Equipment financing or loans are the money you borrow from a lender to buy equipment for your business. Most businesses require different kind of equipment to manufacture, produce, or process their products. These equipment include things like computers, printers, specialized machinery, industrial equipment, medical and dental machines, cookware, catering supplies, and many more. Businesses seek equipment financing when they are in need of money to either purchase, repair, replace, or upgrade their equipment. For running an efficient business, one needs to have maximum productivity which only comes with the best equipment. And, to have access to those equipment, banks help you in getting your finances in place by giving out loans.

How to Apply For Equipment Financing?

The business equipment financing application is a simple process. Most equipment lenders require information about the equipment you will be purchasing with the financing, for which they ask you to quote the price of equipment or submit an equivalent cost documentation. How smoothly your process goes, it depends on your equipment lender, but the basic thing every lender will look at is your credit score, financial health of your business, bank statements, and tax returns.

Even after submitting all the required documents, many business owners’ financing applications are rejected. There is not one reason why this happens, but here are few tips which can help you in making your application better and improve the chances of you getting your equipment financing application approved.

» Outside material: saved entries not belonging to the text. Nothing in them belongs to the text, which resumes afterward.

//! 路由守卫
//!
//! 根据会话状态与路由的访问要求决定渲染还是重定向，按顺序：
//! 1. 会话加载中 -> 等待，不重定向
//! 2. 未登录 -> 登录页
//! 3. 已登录但角色不符 -> 首页
//! 4. 其余情况渲染子组件

use carrent_shared::Role;

use crate::route::{Access, AppRoute};
use crate::session::SessionState;

#[derive(Debug, Clone, Copy, PartialEq, Eq)]
pub enum GuardDecision {
    /// 显示中性的加载提示
    Wait,
    Redirect(AppRoute),
    Render,
}

/// 受保护区域的守卫：`required` 为 `None` 时只要求已登录
pub fn evaluate(state: &SessionState, required: Option<Role>) -> GuardDecision {
    match state {
        SessionState::Loading => GuardDecision::Wait,
        SessionState::Anonymous => GuardDecision::Redirect(AppRoute::auth_failure_redirect()),
        SessionState::Authenticated(session) => match required {
            Some(role) if session.user.role != role => GuardDecision::Redirect(AppRoute::root()),
            _ => GuardDecision::Render,
        },
    }
}

/// 对某个路由做出决定
///
/// 首页本身不渲染内容，已登录时直接分发到对应角色的面板。
pub fn decide(route: AppRoute, state: &SessionState) -> GuardDecision {
    match route.access() {
        Access::Public => GuardDecision::Render,
        Access::GuestOnly => match state {
            SessionState::Loading => GuardDecision::Wait,
            SessionState::Anonymous => GuardDecision::Render,
            SessionState::Authenticated(_) => GuardDecision::Redirect(AppRoute::root()),
        },
        Access::Authenticated => match evaluate(state, None) {
            GuardDecision::Render if route == AppRoute::Home => match state.role() {
                Some(role) => GuardDecision::Redirect(AppRoute::home_for(role)),
                None => GuardDecision::Render,
            },
            decision => decision,
        },
        Access::Role(role) => evaluate(state, Some(role)),
    }
}

#[cfg(test)]
mod tests {
    use super::*;
    use crate::session::Session;
    use carrent_shared::User;
    use rstest::rstest;

    fn signed_in(role: Role) -> SessionState {
        SessionState::Authenticated(Session {
            token: "t".to_string(),
            user: User {
                role,
                ..Default::default()
            },
        })
    }

    #[rstest]
    #[case(SessionState::Loading, Some(Role::Admin), GuardDecision::Wait)]
    #[case(SessionState::Loading, None, GuardDecision::Wait)]
    #[case(SessionState::Anonymous, Some(Role::User), GuardDecision::Redirect(AppRoute::Login))]
    #[case(SessionState::Anonymous, None, GuardDecision::Redirect(AppRoute::Login))]
    #[case(signed_in(Role::User), Some(Role::Admin), GuardDecision::Redirect(AppRoute::Home))]
    #[case(signed_in(Role::Admin), Some(Role::User), GuardDecision::Redirect(AppRoute::Home))]
    #[case(signed_in(Role::Admin), Some(Role::Admin), GuardDecision::Render)]
    #[case(signed_in(Role::User), None, GuardDecision::Render)]
    fn test_evaluate(
        #[case] state: SessionState,
        #[case] required: Option<Role>,
        #[case] expected: GuardDecision,
    ) {
        assert_eq!(evaluate(&state, required), expected);
    }

    #[rstest]
    #[case(AppRoute::Home, signed_in(Role::Admin), GuardDecision::Redirect(AppRoute::AdminDashboard))]
    #[case(AppRoute::Home, signed_in(Role::User), GuardDecision::Redirect(AppRoute::UserDashboard))]
    #[case(AppRoute::Home, SessionState::Anonymous, GuardDecision::Redirect(AppRoute::Login))]
    #[case(AppRoute::Login, SessionState::Anonymous, GuardDecision::Render)]
    #[case(AppRoute::Register, signed_in(Role::User), GuardDecision::Redirect(AppRoute::Home))]
    #[case(AppRoute::Login, SessionState::Loading, GuardDecision::Wait)]
    #[case(AppRoute::NotFound, SessionState::Loading, GuardDecision::Render)]
    #[case(AppRoute::UserRent, signed_in(Role::Admin), GuardDecision::Redirect(AppRoute::Home))]
    #[case(AppRoute::AdminViolations, signed_in(Role::Admin), GuardDecision::Render)]
    fn test_decide(
        #[case] route: AppRoute,
        #[case] state: SessionState,
        #[case] expected: GuardDecision,
    ) {
        assert_eq!(decide(route, &state), expected);
    }
}
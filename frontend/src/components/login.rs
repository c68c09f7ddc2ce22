use carrent_client::route::AppRoute;
use carrent_shared::validation::LoginForm;
use leptos::prelude::*;
use leptos::task::spawn_local;

use crate::auth::AuthContext;
use crate::web::router::{Link, RouterService};

#[component]
pub fn LoginPage(auth: AuthContext, router: RouterService) -> impl IntoView {
    let form = RwSignal::new(LoginForm::default());
    let (is_submitting, set_is_submitting) = signal(false);
    let (error_msg, set_error_msg) = signal(Option::<String>::None);

    let on_submit = move |ev: leptos::ev::SubmitEvent| {
        ev.prevent_default();
        set_is_submitting.set(true);
        set_error_msg.set(None);

        let current = form.get_untracked();
        spawn_local(async move {
            match auth.login(&current).await {
                // 守卫会把 Home 分派到对应角色的首页
                Ok(()) => router.navigate(AppRoute::Home),
                Err(e) => set_error_msg.set(Some(e.to_string())),
            }
            set_is_submitting.set(false);
        });
    };

    view! {
        <div class="hero min-h-screen bg-base-200">
            <div class="hero-content flex-col w-full max-w-md">
                <div class="text-center mb-4">
                    <h1 class="text-3xl font-bold">"Quản lý thuê xe"</h1>
                    <p class="text-base-content/70">"Đăng nhập để tiếp tục"</p>
                </div>

                <div class="card shrink-0 w-full shadow-2xl bg-base-100">
                    <form class="card-body" on:submit=on_submit>
                        <Show when=move || error_msg.get().is_some()>
                            <div role="alert" class="alert alert-error text-sm py-2">
                                <span>{move || error_msg.get().unwrap_or_default()}</span>
                            </div>
                        </Show>

                        <div class="form-control">
                            <label class="label" for="email">
                                <span class="label-text">"Email"</span>
                            </label>
                            <input
                                id="email"
                                type="email"
                                placeholder="ban@example.com"
                                on:input=move |ev| form.update(|f| f.email = event_target_value(&ev))
                                prop:value=move || form.with(|f| f.email.clone())
                                class="input input-bordered"
                            />
                        </div>
                        <div class="form-control">
                            <label class="label" for="password">
                                <span class="label-text">"Mật khẩu"</span>
                            </label>
                            <input
                                id="password"
                                type="password"
                                placeholder="••••••••"
                                on:input=move |ev| form.update(|f| f.password = event_target_value(&ev))
                                prop:value=move || form.with(|f| f.password.clone())
                                class="input input-bordered"
                            />
                        </div>
                        <div class="form-control mt-6">
                            <button class="btn btn-primary" disabled=move || is_submitting.get()>
                                {move || if is_submitting.get() {
                                    view! { <span class="loading loading-spinner"></span> "Đang đăng nhập..." }.into_any()
                                } else {
                                    "Đăng nhập".into_any()
                                }}
                            </button>
                        </div>
                        <p class="text-center text-sm mt-2">
                            "Chưa có tài khoản? "
                            <Link to=AppRoute::Register class="link link-primary">
                                "Đăng ký"
                            </Link>
                        </p>
                    </form>
                </div>
            </div>
        </div>
    }
}
use carrent_shared::protocol::DEFAULT_PAGE_LIMIT;

// =========================================================
// 运行时配置 (Runtime Configuration)
// =========================================================

/// 这些是默认值，如果构建时没有设置对应的环境变量，则使用这些值
pub const DEFAULT_API_BASE: &str = "http://localhost:3001";
pub const DEFAULT_TOKEN_KEY: &str = "token";
pub const DEFAULT_USER_KEY: &str = "user";

/// 客户端配置
///
/// WASM 没有运行时环境变量，配置在编译期通过 `option_env!` 注入：
/// - `CARRENT_API_BASE`: REST 服务地址
/// - `CARRENT_PAGE_LIMIT`: 列表每页条数
#[derive(Debug, Clone, PartialEq, Eq)]
pub struct ClientConfig {
    pub api_base: String,
    pub page_limit: u32,
    /// 浏览器存储中保存 token 的键
    pub token_key: String,
    /// 浏览器存储中保存序列化用户的键
    pub user_key: String,
}

impl ClientConfig {
    /// 读取编译期注入的配置
    pub fn from_build_env() -> Self {
        Self::resolve(
            option_env!("CARRENT_API_BASE"),
            option_env!("CARRENT_PAGE_LIMIT"),
        )
    }

    /// 用给定值覆盖默认配置，空值或非法值回退到默认值
    pub fn resolve(api_base: Option<&str>, page_limit: Option<&str>) -> Self {
        let api_base = api_base
            .map(str::trim)
            .filter(|v| !v.is_empty())
            .unwrap_or(DEFAULT_API_BASE)
            .trim_end_matches('/')
            .to_string();

        let page_limit = page_limit
            .and_then(|v| v.trim().parse::<u32>().ok())
            .filter(|v| *v > 0)
            .unwrap_or(DEFAULT_PAGE_LIMIT);

        Self {
            api_base,
            page_limit,
            token_key: DEFAULT_TOKEN_KEY.to_string(),
            user_key: DEFAULT_USER_KEY.to_string(),
        }
    }
}

impl Default for ClientConfig {
    fn default() -> Self {
        Self::resolve(None, None)
    }
}
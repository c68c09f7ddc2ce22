//! 路由定义模块 - 领域模型
//!
//! 这是纯粹的业务逻辑层，不依赖于 DOM 或 web_sys。
//! 定义了应用的所有路由及其访问要求。

use std::fmt::Display;

use carrent_shared::Role;

/// 路由的访问要求
#[derive(Debug, Clone, Copy, PartialEq, Eq)]
pub enum Access {
    /// 任何人
    Public,
    /// 仅未登录访客（登录、注册页），已登录用户被送回首页
    GuestOnly,
    /// 任意已登录用户
    Authenticated,
    /// 指定角色
    Role(Role),
}

/// 应用路由枚举
#[derive(Debug, Clone, Copy, PartialEq, Eq, Hash, Default)]
pub enum AppRoute {
    /// 首页，按角色分发到对应的面板
    #[default]
    Home,
    Login,
    Register,
    AdminDashboard,
    AdminCustomers,
    AdminUsers,
    AdminViolations,
    UserDashboard,
    /// 新建租车合同
    UserRent,
    /// 页面未找到
    NotFound,
}

impl AppRoute {
    /// 将 URL path 解析为路由枚举
    pub fn from_path(path: &str) -> Self {
        let path = path.split(['?', '#']).next().unwrap_or(path);
        let path = match path.trim_end_matches('/') {
            "" => "/",
            trimmed => trimmed,
        };

        match path {
            "/" => Self::Home,
            "/login" => Self::Login,
            "/register" => Self::Register,
            "/admin" | "/admin/dashboard" => Self::AdminDashboard,
            "/admin/customers" => Self::AdminCustomers,
            "/admin/users" => Self::AdminUsers,
            "/admin/violations" => Self::AdminViolations,
            "/user" | "/user/dashboard" => Self::UserDashboard,
            "/user/rent" => Self::UserRent,
            _ => Self::NotFound,
        }
    }

    /// 获取路由对应的 URL path
    pub fn to_path(&self) -> &'static str {
        match self {
            Self::Home => "/",
            Self::Login => "/login",
            Self::Register => "/register",
            Self::AdminDashboard => "/admin/dashboard",
            Self::AdminCustomers => "/admin/customers",
            Self::AdminUsers => "/admin/users",
            Self::AdminViolations => "/admin/violations",
            Self::UserDashboard => "/user/dashboard",
            Self::UserRent => "/user/rent",
            Self::NotFound => "/404",
        }
    }

    /// **核心守卫数据：该路由的访问要求**
    pub fn access(&self) -> Access {
        match self {
            Self::Home => Access::Authenticated,
            Self::Login | Self::Register => Access::GuestOnly,
            Self::AdminDashboard
            | Self::AdminCustomers
            | Self::AdminUsers
            | Self::AdminViolations => Access::Role(Role::Admin),
            Self::UserDashboard | Self::UserRent => Access::Role(Role::User),
            Self::NotFound => Access::Public,
        }
    }

    /// 认证失败时的重定向目标
    pub fn auth_failure_redirect() -> Self {
        Self::Login
    }

    /// 角色不匹配或已登录访问访客页时的重定向目标
    pub fn root() -> Self {
        Self::Home
    }

    /// 各角色的首页
    pub fn home_for(role: Role) -> Self {
        match role {
            Role::Admin => Self::AdminDashboard,
            Role::User => Self::UserDashboard,
        }
    }
}

impl Display for AppRoute {
    fn fmt(&self, f: &mut std::fmt::Formatter<'_>) -> std::fmt::Result {
        write!(f, "{}", self.to_path())
    }
}
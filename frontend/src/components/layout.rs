use carrent_client::route::AppRoute;
use leptos::prelude::*;

use crate::auth::AuthContext;
use crate::web::router::{Link, RouterService};

/// 受保护页面的外壳：应用标题、当前用户、注销按钮
#[component]
pub fn ProtectedLayout(auth: AuthContext, router: RouterService, children: Children) -> impl IntoView {
    let user_name = move || auth.user().map(|u| u.name).unwrap_or_default();

    let on_logout = move |_| {
        auth.logout();
        router.navigate(AppRoute::Login);
    };

    view! {
        <div class="min-h-screen bg-base-200 p-4 md:p-8 font-sans">
            <div class="max-w-7xl mx-auto space-y-8">
                <div class="navbar bg-base-100 rounded-box shadow-xl">
                    <div class="flex-1 gap-2">
                        <Link to=AppRoute::Home class="btn btn-ghost text-xl">
                            "Quản lý thuê xe"
                        </Link>
                    </div>
                    <div class="flex-none gap-4">
                        <span class="font-semibold">{user_name}</span>
                        <button on:click=on_logout class="btn btn-outline btn-error">
                            "Đăng xuất"
                        </button>
                    </div>
                </div>
                {children()}
            </div>
        </div>
    }
}
//! 让响应式信号承载客户端的异步流程

use carrent_client::StateCell;
use leptos::prelude::*;

/// `RwSignal` 上的 `StateCell`
///
/// 页面卸载、信号被释放之后，迟到的响应不再写入任何状态。
pub struct SignalCell<T: 'static>(pub RwSignal<T>);

impl<T> StateCell<T> for SignalCell<T>
where
    T: Send + Sync + 'static,
{
    fn update_state<R>(&self, f: impl FnOnce(&mut T) -> R) -> Option<R> {
        self.0.try_update(f)
    }
}

#[cfg(test)]
mod tests {
    use super::*;
    use leptos::prelude::Owner;

    #[test]
    fn test_disposed_signal_skips_update() {
        let owner = Owner::new();
        owner.with(|| {
            let signal = RwSignal::new(1);
            let cell = SignalCell(signal);
            assert_eq!(cell.update_state(|n| *n += 1), Some(()));
            assert_eq!(signal.get_untracked(), 2);

            signal.dispose();
            assert_eq!(cell.update_state(|n| *n += 1), None);
        });
    }
}
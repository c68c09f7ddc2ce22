use thiserror::Error;

/// 客户端校验错误
///
/// 这些检查都在发出任何网络请求之前完成，消息直接展示在表单上。
#[derive(Debug, Clone, PartialEq, Eq, Error)]
pub enum ValidationError {
    #[error("Vui lòng nhập {0}")]
    Required(&'static str),

    #[error("Mật khẩu không khớp")]
    PasswordMismatch,

    #[error("Mật khẩu phải có ít nhất {min} ký tự")]
    PasswordTooShort { min: usize },

    #[error("Trường không hợp lệ: {0}")]
    UnknownField(String),

    #[error("{field} phải là số")]
    InvalidNumber { field: &'static str },

    #[error("{field} không được âm")]
    Negative { field: &'static str },

    #[error("Ngày không hợp lệ: {0}")]
    InvalidDate(String),

    #[error("Ngày kết thúc phải sau ngày bắt đầu")]
    InvalidDateRange,

    #[error("Biểu mẫu này không hỗ trợ tạo mới")]
    NotCreatable,
}
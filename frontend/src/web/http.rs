//! HTTP 请求封装模块
//!
//! 使用 `web_sys::fetch` 实现 `HttpClient`，不依赖 `gloo-net`。

use async_trait::async_trait;
use carrent_client::{HttpClient, HttpRequest, HttpResponse, TransportError};
use wasm_bindgen::JsCast;
use wasm_bindgen::prelude::*;
use wasm_bindgen_futures::JsFuture;
use web_sys::{Headers, Request, RequestInit, Response};

/// 基于浏览器 fetch 的 HTTP 客户端
#[derive(Debug, Clone, Copy, Default)]
pub struct FetchHttpClient;

fn js_error(context: &str, e: JsValue) -> TransportError {
    TransportError(format!("{}: {:?}", context, e))
}

#[async_trait(?Send)]
impl HttpClient for FetchHttpClient {
    async fn send(&self, req: HttpRequest) -> Result<HttpResponse, TransportError> {
        let headers = Headers::new().map_err(|e| js_error("failed to create headers", e))?;

        for (key, value) in &req.headers {
            headers
                .set(key, value)
                .map_err(|e| js_error("failed to set header", e))?;
        }

        let opts = RequestInit::new();
        opts.set_method(req.method.as_str());
        opts.set_headers(&headers.into());

        if let Some(body) = &req.body {
            opts.set_body(&JsValue::from_str(body));
        }

        let request = Request::new_with_str_and_init(&req.url, &opts)
            .map_err(|e| js_error("failed to build request", e))?;

        let window =
            web_sys::window().ok_or_else(|| TransportError("window is unavailable".to_string()))?;

        let resp_value = JsFuture::from(window.fetch_with_request(&request))
            .await
            .map_err(|e| js_error("network error", e))?;

        let response: Response = resp_value
            .dyn_into()
            .map_err(|e| js_error("unexpected fetch result", e))?;

        let status = response.status();
        let promise = response
            .text()
            .map_err(|e| js_error("failed to read body", e))?;
        let text = JsFuture::from(promise)
            .await
            .map_err(|e| js_error("failed to read body", e))?;

        Ok(HttpResponse {
            status,
            body: text.as_string().unwrap_or_default(),
        })
    }
}
impl<E: Deletable> ApiRequest for DeleteOne<E> {
    // The body of a successful delete is ignored.
    type Response = ();
    const RESOURCE: Resource = E::RESOURCE;
    const OPERATION: Operation = Operation::Delete;
    const METHOD: HttpMethod = HttpMethod::Delete;

    fn path(&self) -> String {
        E::RESOURCE.member_path(&self.id)
    }

    fn decode(_body: &str) -> serde_json::Result<Self::Response> {
        Ok(())
    }
}

#[cfg(test)]
mod tests {
    use super::*;
    use rstest::rstest;
    use serde_json::json;

    #[rstest]
    #[case(0, 10, 1)]
    #[case(1, 10, 1)]
    #[case(10, 10, 1)]
    #[case(11, 10, 2)]
    #[case(25, 10, 3)]
    #[case(5, 0, 1)]
    fn test_total_pages(#[case] total: u64, #[case] limit: u32, #[case] expected: u32) {
        assert_eq!(total_pages(total, limit), expected);
    }

    #[test]
    fn test_page_request_is_one_based() {
        let page = PageRequest::new(0, 0);
        assert_eq!(page, PageRequest { page: 1, limit: 1 });
        assert_eq!(
            PageRequest::default().query(),
            vec![("page", "1".to_string()), ("limit", "10".to_string())]
        );
    }

    #[test]
    fn test_member_paths() {
        let get = GetOne::<Customer>::new("1".into());
        assert_eq!(get.path(), "/customers/1");
        let delete = DeleteOne::<Violation>::new("5".into());
        assert_eq!(delete.path(), "/violations/5");
        assert_eq!(<DeleteOne<Violation> as ApiRequest>::METHOD, HttpMethod::Delete);
    }

    #[test]
    fn test_contract_listing_query() {
        let req = ListUserContracts {
            user_id: "u1".into(),
            page: PageRequest::new(2, 10),
        };
        assert_eq!(
            req.query(),
            vec![
                ("page", "2".to_string()),
                ("limit", "10".to_string()),
                ("userId", "u1".to_string())
            ]
        );
    }

    #[test]
    fn test_car_window_query() {
        let req = ListCars {
            start: RentalDate::from_ymd(2025, 1, 1),
            end: RentalDate::from_ymd(2025, 1, 3),
        };
        assert_eq!(
            req.query(),
            vec![("start", "2025-01-01".to_string()), ("end", "2025-01-03".to_string())]
        );
        assert!(ListCars::default().query().is_empty());
    }

    #[test]
    fn test_list_envelope_tolerates_missing_page_fields() {
        let page: ListResponse<Customer> =
            serde_json::from_value(json!({ "data": [{ "id": 1, "name": "A" }], "total": 1 })).unwrap();
        assert_eq!(page.total, 1);
        assert_eq!(page.data[0].id.as_str(), "1");
    }

    #[test]
    fn test_delete_ignores_body() {
        assert!(<DeleteOne<Customer> as ApiRequest>::decode("true").is_ok());
        assert!(<DeleteOne<Customer> as ApiRequest>::decode("").is_ok());
    }

    #[test]
    fn test_register_body_uses_cccd() {
        let req = RegisterRequest {
            email: "a@b.c".into(),
            password: "secret1".into(),
            name: "A".into(),
            phone: "1".into(),
            national_id: "0123".into(),
            address: "HN".into(),
        };
        let body: serde_json::Value = serde_json::from_str(&req.body().unwrap().unwrap()).unwrap();
        assert_eq!(body["cccd"], "0123");
    }
}
use carrent_client::form::{FormDraft, FormModal, ModalMode};
use carrent_shared::patch::{PersonField, ViolationField};
use leptos::prelude::*;

/// 表单上的一个输入框：字段, 标签, input 类型
pub type FieldSpec<F> = (F, &'static str, &'static str);

/// 客户 / 用户表单
pub fn person_fields() -> Vec<FieldSpec<PersonField>> {
    PersonField::ALL
        .into_iter()
        .map(|field| {
            let label = match field {
                PersonField::Name => "Họ tên",
                PersonField::Phone => "Số điện thoại",
                PersonField::NationalId => "CCCD",
                PersonField::Address => "Địa chỉ",
            };
            (field, label, "text")
        })
        .collect()
}

pub fn violation_fields() -> Vec<FieldSpec<ViolationField>> {
    vec![
        (ViolationField::Name, "Tên vi phạm", "text"),
        (ViolationField::Price, "Mức phạt (VNĐ)", "number"),
        (ViolationField::Description, "Mô tả", "text"),
    ]
}

/// 写入一个输入框的值；格式错误时给出提示，改正后提示消失
fn apply_input<D>(
    modal: RwSignal<FormModal<D>>,
    error: RwSignal<Option<String>>,
    name: &str,
    value: &str,
) where
    D: FormDraft + Send + Sync + 'static,
    D::Entity: Send + Sync + 'static,
{
    match modal.try_update(|m| m.set_field(name, value)) {
        Some(Ok(())) => error.set(None),
        Some(Err(e)) => error.set(Some(e.to_string())),
        None => {}
    }
}

/// 通用的实体编辑弹窗
///
/// 只负责输入；提交由 `on_submit` 交给列表控制器，校验错误写回 `error`。
#[component]
pub fn FormModalView<D>(
    modal: RwSignal<FormModal<D>>,
    error: RwSignal<Option<String>>,
    #[prop(into)] create_title: String,
    #[prop(into)] edit_title: String,
    fields: Vec<FieldSpec<D::Field>>,
    #[prop(into)] on_submit: Callback<()>,
) -> impl IntoView
where
    D: FormDraft + Send + Sync + 'static,
    D::Entity: Send + Sync + 'static,
    D::Field: AsRef<str> + Send + Sync + 'static,
{
    let is_open = move || modal.with(|m| m.is_open());
    let submitting = move || modal.with(|m| m.is_submitting());

    // 打开 / 关闭时清除上一次的错误
    Effect::new(move |_| {
        is_open();
        error.set(None);
    });

    let title = move || {
        modal.with(|m| match m.mode() {
            ModalMode::Create => create_title.clone(),
            ModalMode::Edit(_) => edit_title.clone(),
        })
    };

    let submit_form = move |ev: leptos::ev::SubmitEvent| {
        ev.prevent_default();
        on_submit.run(());
    };

    let inputs = fields
        .into_iter()
        .map(|(field, label, kind)| {
            let name = field.as_ref().to_string();
            let id = format!("field-{}", name);
            view! {
                <div class="form-control">
                    <label class="label" for=id.clone()>
                        <span class="label-text">{label}</span>
                    </label>
                    <input
                        id=id
                        type=kind
                        class="input input-bordered w-full"
                        prop:value=move || modal.with(|m| m.value(field))
                        disabled=submitting
                        on:input=move |ev| apply_input(modal, error, &name, &event_target_value(&ev))
                    />
                </div>
            }
        })
        .collect_view();

    view! {
        <div class=move || if is_open() { "modal modal-open" } else { "modal" }>
            <div class="modal-box">
                <h3 class="font-bold text-lg">{title}</h3>
                <form on:submit=submit_form class="space-y-4 pt-4">
                    <Show when=move || error.with(Option::is_some)>
                        <div role="alert" class="alert alert-error text-sm py-2">
                            <span>{move || error.get().unwrap_or_default()}</span>
                        </div>
                    </Show>
                    {inputs}
                    <div class="modal-action">
                        <button
                            type="button"
                            class="btn"
                            disabled=submitting
                            on:click=move |_| modal.update(|m| m.close())
                        >
                            "Hủy"
                        </button>
                        <button type="submit" class="btn btn-primary" disabled=submitting>
                            {move || if submitting() {
                                view! { <span class="loading loading-spinner"></span> "Đang lưu..." }.into_any()
                            } else {
                                "Lưu".into_any()
                            }}
                        </button>
                    </div>
                </form>
            </div>
        </div>
    }
}

#[cfg(test)]
mod tests {
    use super::*;
    use carrent_client::draft::ViolationDraft;
    use leptos::prelude::Owner;

    #[test]
    fn test_corrected_price_clears_error() {
        let owner = Owner::new();
        owner.with(|| {
            let modal = RwSignal::new(FormModal::<ViolationDraft>::new());
            modal.update(|m| m.open_create());
            let error = RwSignal::new(None);

            apply_input(modal, error, "price", "12a");
            assert!(error.get_untracked().is_some());

            apply_input(modal, error, "price", "120000");
            assert_eq!(error.get_untracked(), None);
            assert_eq!(modal.with_untracked(|m| m.draft().price), 120000);
        });
    }
}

  • Have a Substantial Business Plan

Whether a traditional or a non-traditional lender, all of them will look at your business plan. It will allow them to analyze where your business will be standing in the near future. It will also ascertain if you will have enough cash flow to be able to pay back the loan in time. To assure the lender you need to show a substantial business plan, one that describes your services or product, and the goals of your business. A business plan does not have to be based on several pages, you can summarize the entire thing in one paragraph and attach it with your loan application. You can also write about your target market and how your service or product fulfils the need of the market. For securing your equipment financing, you need to have a well-structured business plan in place.

  • Have a Good Credit Score

The most important factor for the approval of a loan application is your credit score. If you have got some defaulted loan payments or late credit card payments, then all of this will negatively affect your financing application. What a lender requires is an excellent credit score to approve the financing. You should do your research before applying for equipment financing. Look up your credit score and see if it meets the requirements of a good score. It is even better that instead of just showing your business credit history, you also attach your personal credit history with the application. Start working on your credit score from day one, make sure to pay all your business and personal bills on time, and avoid any loan default. Excellent credit is an essential condition of new business equipment financing requirements.

  • Have an Updated Personal Resume

When the word resume comes, what most people believe is that it is only required when applying for a job. But, attaching your personal resume with your equipment financing application is always a great idea. This is because when a lender looks at your application and finds your personal resume attached, they get an idea about your character traits and learn about your professional experiences. This helps them in analyzing whether you are responsible enough to pay back your loan in time.

  • Have Cash Flow Statements Attached

Before you apply for any kind of loan, you have to make sure that all your personal and business financial statements are in order. Your cash flow statements play an important role when applying for equipment financing. Most lenders want to see the flow of your money, and if you are able to show them how your money is coming in and going out, the chances of your application getting approved are increased a great deal. Have an accountant at work who makes sure to keep all your financial records in an orderly fashion.